ACTIVITY:
Find the lines of data that contain the string "keys", then list them.

============================================================

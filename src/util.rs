//! Shared utility functions
//!
//! Canonical value ordering and hashing, used wherever two document
//! subtrees must be compared or deduplicated structurally.

use serde_json::Value;

/// Human-readable kind name for a JSON value, used in diagnostics.
pub fn value_kind(value: &Value) -> &'static str {
    match value {
        Value::Null => "null",
        Value::Bool(_) => "boolean",
        Value::Number(_) => "number",
        Value::String(_) => "string",
        Value::Array(_) => "list",
        Value::Object(_) => "object",
    }
}

/// Recursively sort a value: object keys alphabetically, list items by
/// their canonical rendering. The result is order-insensitive, so two
/// structurally equal subtrees serialize identically.
pub fn recursive_sort(value: &Value) -> Value {
    match value {
        Value::Object(map) => {
            // serde_json maps iterate in sorted key order already, but the
            // nested values still need sorting
            let sorted = map
                .iter()
                .map(|(k, v)| (k.clone(), recursive_sort(v)))
                .collect();
            Value::Object(sorted)
        }
        Value::Array(items) => {
            let mut sorted: Vec<Value> = items.iter().map(recursive_sort).collect();
            sorted.sort_by_key(|v| v.to_string());
            Value::Array(sorted)
        }
        other => other.clone(),
    }
}

/// Canonical string form of a value (sorted keys and list items).
pub fn canonical_string(value: &Value) -> String {
    recursive_sort(value).to_string()
}

/// Short content hash of a value's canonical form.
pub fn hash_sorted_value(value: &Value) -> String {
    use sha2::{Digest, Sha256};
    let mut hasher = Sha256::new();
    hasher.update(canonical_string(value).as_bytes());
    hex::encode(&hasher.finalize()[..16])
}

/// Structural equality, ignoring key and list ordering.
pub fn values_are_identical(a: &Value, b: &Value) -> bool {
    canonical_string(a) == canonical_string(b)
}

/// Render a value the way diagnostics quote it: strings quoted, scalars
/// bare, containers as compact JSON.
pub fn display_value(value: &Value) -> String {
    value.to_string()
}

#[cfg(test)]
mod tests {
    use super::*;
    use serde_json::json;

    #[test]
    fn test_value_kind() {
        assert_eq!(value_kind(&json!([])), "list");
        assert_eq!(value_kind(&json!({})), "object");
        assert_eq!(value_kind(&json!("x")), "string");
        assert_eq!(value_kind(&json!(1)), "number");
        assert_eq!(value_kind(&json!(null)), "null");
    }

    #[test]
    fn test_identical_ignores_ordering() {
        let a = json!({"x": [3, 1, 2], "y": {"b": 1, "a": 2}});
        let b = json!({"y": {"a": 2, "b": 1}, "x": [2, 3, 1]});
        assert!(values_are_identical(&a, &b));
        assert_eq!(hash_sorted_value(&a), hash_sorted_value(&b));
    }

    #[test]
    fn test_not_identical() {
        assert!(!values_are_identical(&json!({"a": 1}), &json!({"a": 2})));
    }
}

============================================================

THE ANSWER:
/// Recursively sort a value: object keys alphabetically, list items by
/// Canonical string form of a value (sorted keys and list items).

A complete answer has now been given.